Jolly recommends a holistic approach to bleeding reduction, which may utilize the transradial approach to reduce access-site bleeds and safer thrombotic regimens to reduce non access-site bleeds.

Procedure volume & STEMI

Of the six pre-specified RIVAL subgroups, there was a significant interaction for the primary outcome with benefit for radial access in highest tertile volume radial centers and in patients with STEMI, particularly for mortality.

High-volume centers and high-volume operators performed better with the transradial approach. "Institutional volume was as important as the individual operator volume," Pyne says.  

"We know that the more procedures you perform, the better you get, particularly with the transradial approach," says Jolly, "but there is no identifiable number of procedures that makes an operator proficient."

The median annual case volume per operator in RIVAL was 300, which is "significantly higher than the vast majority of operators in the U.S.," says Rao. While Jolly acknowledges that the results might not be currently translatable due to lower operator volumes in the U.S., he hypothesizes that transradial PCI volume for U.S. interventionalists might be comparable in the next five to 10 years.

For the mortality benefit seen in STEMI patients, Jolly acknowledges his lack of explanation and cautions others against hypothesizing too much about a study subgroup. However, this population receives more potent antithrombotic and antiplatelet therapies.

Also, the more experienced operators in RIVAL more oft opted for the transradial approach for STEMI patients, which might lead to superior outcomes. There are several ongoing trials specifically assessing transradial PCI for STEMI, promising more insight in the next two years.

Rao concludes that the vascular complication rates, coupled with patient preference and the mortality benefit for STEMI patients, indicate that radial PCI may be "ready for primetime."

Starting a Transradial STEMI Program
While many physicians are still trying to unravel why STEMI patients experienced superior outcomes in the RIVAL trial with the transradial approach, some cath labs are already launching facility-wide initiatives for treating primary PCI patients radially, with the goal of improving patient outcomes.
Sunil V. Rao, MD, of Durham VA Medical Center, lays out the key elements to starting a transradial STEMI program:
  • Structure: Having the appropriate equipment, such as arms board, access kits, exchange length guidewires, catheters and guides and hemostasis devices.
  • Process: Training of physicians and nursing staff, order sets (pre-procedure, procedural, post-procedure) and patient education.
  • Focus on outcomes: This includes procedure times, radiation exposure, contrast load, bleeding complications, patient satisfaction and radial artery occlusion.
  • Commitment, persistence and patience from all stakeholders.

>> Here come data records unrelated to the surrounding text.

//! Stripe integration over the REST API (form-encoded, no SDK).

use async_trait::async_trait;
use hmac::{Hmac, Mac};
use reqwest::{Client, Response, StatusCode};
use serde_json::Value;
use sha2::Sha256;

use crate::config::StripeSettings;
use crate::domain::payment::{
    CheckoutRequest, CheckoutSession, GatewayError, PaymentSubject, RefundResult, SessionStatus,
    SignatureError, WebhookEvent, WebhookEventKind,
};
use crate::domain::ports::PaymentGateway;

const METADATA_KIND: &str = "kind";
const METADATA_SUBJECT: &str = "subject_id";

pub struct StripeGateway {
    http: Client,
    secret_key: String,
    webhook_secret: String,
    api_base: String,
    tolerance_secs: i64,
}

impl StripeGateway {
    pub fn new(settings: &StripeSettings) -> Result<Self, GatewayError> {
        let http = Client::builder()
            .timeout(settings.timeout)
            .build()
            .map_err(|e| GatewayError::Configuration(e.to_string()))?;
        Ok(Self {
            http,
            secret_key: settings.secret_key.clone(),
            webhook_secret: settings.webhook_secret.clone(),
            api_base: settings.api_base.clone(),
            tolerance_secs: settings.webhook_tolerance_secs,
        })
    }

    fn url(&self, path: &str) -> String {
        format!("{}{}", self.api_base, path)
    }

    async fn post_form(&self, path: &str, form: &[(String, String)]) -> Result<Value, GatewayError> {
        let resp = self
            .http
            .post(self.url(path))
            .basic_auth(&self.secret_key, None::<&str>)
            .form(form)
            .send()
            .await
            .map_err(transport_error)?;
        read_response(resp).await
    }
}

fn transport_error(e: reqwest::Error) -> GatewayError {
    if e.is_timeout() {
        GatewayError::Timeout
    } else {
        GatewayError::Network(e.to_string())
    }
}

async fn read_response(resp: Response) -> Result<Value, GatewayError> {
    let status = resp.status();
    let body: Value = resp.json().await.map_err(transport_error)?;
    if status.is_success() {
        Ok(body)
    } else {
        Err(classify_error(status, &body))
    }
}

/// Maps a Stripe error body onto the gateway error categories.
fn classify_error(status: StatusCode, body: &Value) -> GatewayError {
    let error = &body["error"];
    let message = error["message"].as_str().unwrap_or("unknown error");
    let detail = match error["code"].as_str() {
        Some(code) => format!("{code}: {message}"),
        None => message.to_string(),
    };

    if error["type"].as_str() == Some("card_error") || status == StatusCode::PAYMENT_REQUIRED {
        return GatewayError::Card(detail);
    }
    match status {
        StatusCode::UNAUTHORIZED | StatusCode::FORBIDDEN => GatewayError::Configuration(detail),
        StatusCode::TOO_MANY_REQUESTS => GatewayError::Network(detail),
        s if s.is_server_error() => GatewayError::Network(detail),
        _ => GatewayError::Rejected(detail),
    }
}

fn checkout_form(request: &CheckoutRequest) -> Vec<(String, String)> {
    let subject_id = request.subject.id().to_string();
    let mut form = vec![
        ("mode".to_string(), "payment".to_string()),
        ("success_url".to_string(), request.success_url.clone()),
        ("cancel_url".to_string(), request.cancel_url.clone()),
        ("client_reference_id".to_string(), subject_id.clone()),
    ];
    for (i, line) in request.lines.iter().enumerate() {
        let prefix = format!("line_items[{i}]");
        form.push((
            format!("{prefix}[price_data][currency]"),
            request.currency.clone(),
        ));
        form.push((
            format!("{prefix}[price_data][product_data][name]"),
            line.name.clone(),
        ));
        form.push((
            format!("{prefix}[price_data][unit_amount]"),
            line.unit_amount.to_string(),
        ));
        form.push((format!("{prefix}[quantity]"), line.quantity.to_string()));
    }
    // Stamped on both the session and the payment intent so either event
    // type can be routed back to its subject.
    for scope in ["metadata", "payment_intent_data[metadata]"] {
        form.push((
            format!("{scope}[{METADATA_KIND}]"),
            request.subject.kind().to_string(),
        ));
        form.push((format!("{scope}[{METADATA_SUBJECT}]"), subject_id.clone()));
    }
    form
}

fn subject_from(metadata: &Value) -> Option<PaymentSubject> {
    let id = metadata[METADATA_SUBJECT]
        .as_str()
        .or_else(|| metadata["order_id"].as_str());
    PaymentSubject::from_metadata(metadata[METADATA_KIND].as_str(), id)
}

/// `payment_intent` is a plain id unless the caller asked Stripe to expand it.
fn payment_intent_id(value: &Value) -> Option<String> {
    value
        .as_str()
        .or_else(|| value["id"].as_str())
        .map(String::from)
}

fn session_status(session: &Value) -> Result<SessionStatus, GatewayError> {
    let session_id = session["id"]
        .as_str()
        .ok_or_else(|| GatewayError::Rejected("checkout session without id".to_string()))?;
    Ok(SessionStatus {
        session_id: session_id.to_string(),
        paid: session["payment_status"].as_str() == Some("paid"),
        payment_intent: payment_intent_id(&session["payment_intent"]),
        subject: subject_from(&session["metadata"]),
    })
}

/// Verifies a `t=<ts>,v1=<hex>` signature header over `"<ts>.<payload>"`.
/// Any of several `v1` entries may match (Stripe sends more than one
/// while a secret is being rolled).
pub fn verify_signature(
    payload: &[u8],
    header: &str,
    secret: &str,
    tolerance_secs: i64,
    now: i64,
) -> Result<(), SignatureError> {
    if header.trim().is_empty() {
        return Err(SignatureError::MissingHeader);
    }

    let mut timestamp = None;
    let mut signatures = Vec::new();
    for part in header.split(',') {
        if let Some(t) = part.trim().strip_prefix("t=") {
            timestamp = Some(t);
        } else if let Some(v) = part.trim().strip_prefix("v1=") {
            signatures.push(v);
        }
    }
    let timestamp = timestamp.ok_or(SignatureError::MalformedHeader)?;
    let ts: i64 = timestamp
        .parse()
        .map_err(|_| SignatureError::MalformedHeader)?;
    if signatures.is_empty() {
        return Err(SignatureError::MalformedHeader);
    }

    let mut mac = Hmac::<Sha256>::new_from_slice(secret.as_bytes())
        .map_err(|_| SignatureError::Mismatch)?;
    mac.update(timestamp.as_bytes());
    mac.update(b".");
    mac.update(payload);

    // verify_slice compares in constant time
    let matched = signatures.iter().any(|sig| {
        hex::decode(sig)
            .map(|bytes| mac.clone().verify_slice(&bytes).is_ok())
            .unwrap_or(false)
    });
    if !matched {
        return Err(SignatureError::Mismatch);
    }
    if (now - ts).abs() > tolerance_secs {
        return Err(SignatureError::Expired);
    }
    Ok(())
}

fn required_str<'a>(value: &'a Value, field: &str) -> Result<&'a str, SignatureError> {
    value[field]
        .as_str()
        .ok_or_else(|| SignatureError::InvalidPayload(format!("missing {field}")))
}

/// Decodes the events this engine acts on; everything else is `Ignored`.
pub fn parse_event(payload: &[u8]) -> Result<WebhookEvent, SignatureError> {
    let event: Value = serde_json::from_slice(payload)
        .map_err(|e| SignatureError::InvalidPayload(e.to_string()))?;
    let id = required_str(&event, "id")?.to_string();
    let event_type = required_str(&event, "type")?.to_string();
    let object = &event["data"]["object"];

    let kind = match event_type.as_str() {
        "checkout.session.completed" | "checkout.session.async_payment_succeeded" => {
            WebhookEventKind::CheckoutSessionCompleted {
                session_id: required_str(object, "id")?.to_string(),
                payment_intent: payment_intent_id(&object["payment_intent"]),
                paid: object["payment_status"].as_str() == Some("paid"),
                subject: subject_from(&object["metadata"]),
            }
        }
        "payment_intent.succeeded" => WebhookEventKind::PaymentIntentSucceeded {
            payment_intent: required_str(object, "id")?.to_string(),
            subject: subject_from(&object["metadata"]),
        },
        "payment_intent.payment_failed" => WebhookEventKind::PaymentIntentFailed {
            payment_intent: required_str(object, "id")?.to_string(),
            subject: subject_from(&object["metadata"]),
            reason: object["last_payment_error"]["message"]
                .as_str()
                .map(String::from),
        },
        "charge.refunded" => WebhookEventKind::ChargeRefunded {
            payment_intent: payment_intent_id(&object["payment_intent"]),
            amount: object["amount"].as_i64().unwrap_or(0),
            amount_refunded: object["amount_refunded"].as_i64().unwrap_or(0),
            refund_id: object["refunds"]["data"][0]["id"]
                .as_str()
                .map(String::from),
        },
        _ => WebhookEventKind::Ignored,
    };

    Ok(WebhookEvent {
        id,
        event_type,
        kind,
    })
}

#[async_trait]
impl PaymentGateway for StripeGateway {
    async fn create_checkout_session(
        &self,
        request: &CheckoutRequest,
    ) -> Result<CheckoutSession, GatewayError> {
        let resp = self
            .post_form("/v1/checkout/sessions", &checkout_form(request))
            .await?;

        let session_id = resp["id"].as_str();
        let url = resp["url"].as_str();
        match (session_id, url) {
            (Some(id), Some(url)) => Ok(CheckoutSession {
                session_id: id.to_string(),
                redirect_url: url.to_string(),
            }),
            _ => {
                log::error!("Stripe create_checkout_session returned no id/url: {resp}");
                Err(GatewayError::Rejected(
                    "checkout session response without id or url".to_string(),
                ))
            }
        }
    }

    async fn retrieve_checkout_session(
        &self,
        session_id: &str,
    ) -> Result<SessionStatus, GatewayError> {
        let resp = self
            .http
            .get(self.url(&format!("/v1/checkout/sessions/{session_id}")))
            .basic_auth(&self.secret_key, None::<&str>)
            .send()
            .await
            .map_err(transport_error)?;
        session_status(&read_response(resp).await?)
    }

    fn verify_webhook(
        &self,
        payload: &[u8],
        signature_header: &str,
    ) -> Result<WebhookEvent, SignatureError> {
        verify_signature(
            payload,
            signature_header,
            &self.webhook_secret,
            self.tolerance_secs,
            chrono::Utc::now().timestamp(),
        )?;
        parse_event(payload)
    }

    async fn refund(
        &self,
        payment_reference: &str,
        amount: Option<i64>,
    ) -> Result<RefundResult, GatewayError> {
        let mut form = vec![("payment_intent".to_string(), payment_reference.to_string())];
        if let Some(amount) = amount {
            form.push(("amount".to_string(), amount.to_string()));
        }
        let resp = self.post_form("/v1/refunds", &form).await?;

        let refund_id = resp["id"]
            .as_str()
            .ok_or_else(|| GatewayError::Rejected("refund response without id".to_string()))?;
        Ok(RefundResult {
            refund_id: refund_id.to_string(),
            amount: resp["amount"].as_i64().unwrap_or_else(|| amount.unwrap_or(0)),
            status: resp["status"].as_str().unwrap_or("pending").to_string(),
        })
    }
}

However, both Rao and Christopher Pyne, MD, of the Lahey Clinic in Burlington, Mass., who are part of successful transradial STEMI programs, stress that the most important aspect is that the entire cath lab team be experienced with the radial approach for diagnostic and all elective interventional cases. They concur that the proper protocols must be firmly in place before the program is launched.

“By the time we started employing the transradial technique for primary PCI patients, the entire staff, including nurses and techs, were all very comfortable with the procedures,” Pyne explains. Therefore, additional training and protocols were not required.

Finally, patient selection and timing are always integral for radial STEMI cases. For example, data are beginning to show that the left radial artery for older and shorter patients may be most appropriate.
 
Pyne concludes that many barriers to launching a transradial STEMI program may be rooted in perception, as opposed to reality because operators are less comfortable with the technique and fear that it will take longer, even though several single-center studies have proved the time differences are minimal.